*Work item*
Please retype every entry below, keeping it exactly the same.

[Saved entries]
──────

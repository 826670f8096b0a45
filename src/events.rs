// Domain events published on the session broker

use chrono::{DateTime, Utc};
use serde::Serialize;
use serde_json::Value;

use crate::agent::FinishReason;
use crate::pubsub::Broker;
use crate::toolcall::ToolCallState;

/// Broker type shared by the agent loop and every tool call in a session
pub type EventBroker = Broker<AgentEvent>;

/// Everything a UI, logger or persistence mirror can observe about a session
#[derive(Debug, Clone, Serialize)]
#[serde(tag = "type", rename_all = "snake_case")]
pub enum AgentEvent {
    /// Assistant text grew; `text` is the full message so far.
    MessageUpdated { session_id: String, text: String },

    /// A tool call was created or changed state.
    ToolCallUpdated(ToolCallUpdate),

    /// A tool call is waiting on an external approver.
    PermissionRequested(PermissionRequest),

    /// The turn ended.
    TurnFinished {
        session_id: String,
        finish: FinishReason,
    },
}

#[derive(Debug, Clone, Serialize)]
pub struct ToolCallUpdate {
    pub session_id: String,
    pub tool_call_id: String,
    pub tool_name: String,
    /// `None` when the call was just created
    pub from: Option<ToolCallState>,
    pub to: ToolCallState,
    pub at: DateTime<Utc>,
}

#[derive(Debug, Clone, Serialize)]
pub struct PermissionRequest {
    pub session_id: String,
    pub tool_call_id: String,
    pub tool_name: String,
    pub input: Value,
}

impl AgentEvent {
    /// Tool call this event concerns, if any
    pub fn tool_call_id(&self) -> Option<&str> {
        match self {
            AgentEvent::ToolCallUpdated(update) => Some(&update.tool_call_id),
            AgentEvent::PermissionRequested(request) => Some(&request.tool_call_id),
            _ => None,
        }
    }
}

──────

*Written solution*
repository 826670f8096b0a45
filename src/events.rs
// Domain events published on the session broker

use chrono::{DateTime, Utc};
use serde::Serialize;
use serde_json::Value;

use crate::agent::FinishReason;
use crate::pubsub::Broker;
use crate::toolcall::ToolCallState;

/// Broker type shared by the agent loop and every tool call in a session
pub type EventBroker = Broker<AgentEvent>;

/// Everything a UI, logger or persistence mirror can observe about a session
#[derive(Debug, Clone, Serialize)]
#[serde(tag = "type", rename_all = "snake_case")]
pub enum AgentEvent {
    /// Assistant text grew; `text` is the full message so far.
    MessageUpdated { session_id: String, text: String },

    /// A tool call was created or changed state.
    ToolCallUpdated(ToolCallUpdate),

    /// A tool call is waiting on an external approver.
    PermissionRequested(PermissionRequest),

    /// The turn ended.
    TurnFinished {
        session_id: String,
        finish: FinishReason,
    },
}

#[derive(Debug, Clone, Serialize)]
pub struct ToolCallUpdate {
    pub session_id: String,
    pub tool_call_id: String,
    pub tool_name: String,
    /// `None` when the call was just created
    pub from: Option<ToolCallState>,
    pub to: ToolCallState,
    pub at: DateTime<Utc>,
}

#[derive(Debug, Clone, Serialize)]
pub struct PermissionRequest {
    pub session_id: String,
    pub tool_call_id: String,
    pub tool_name: String,
    pub input: Value,
}

impl AgentEvent {
    /// Tool call this event concerns, if any
    pub fn tool_call_id(&self) -> Option<&str> {
        match self {
            AgentEvent::ToolCallUpdated(update) => Some(&update.tool_call_id),
            AgentEvent::PermissionRequested(request) => Some(&request.tool_call_id),
            _ => None,
        }
    }
}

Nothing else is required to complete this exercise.